//! Error taxonomy for the planning pipeline.

use std::path::PathBuf;

use thiserror::Error;

/// Errors produced while building an execution plan.
#[derive(Debug, Error)]
pub enum PlanError {
    /// Selected test categories depend on each other in a loop.
    #[error("dependency cycle detected among test categories: {categories:?}")]
    DependencyCycle { categories: Vec<String> },

    /// A classification glob could not be compiled.
    #[error("invalid classification pattern '{pattern}': {reason}")]
    InvalidPattern { pattern: String, reason: String },

    /// A configuration document could not be read or parsed.
    #[error("config error in {path:?}: {reason}")]
    Config { path: PathBuf, reason: String },

    #[error("serialization error: {0}")]
    Serialization(#[from] serde_json::Error),

    #[error("io error: {0}")]
    Io(#[from] std::io::Error),
}

/// Convenience result alias.
pub type PlanResult<T> = std::result::Result<T, PlanError>;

**EXERCISE DESCRIPTION**: Only the number is wanted: how many lines in the entries above contain the string "classification"?

**TASK RESPONSE**: 2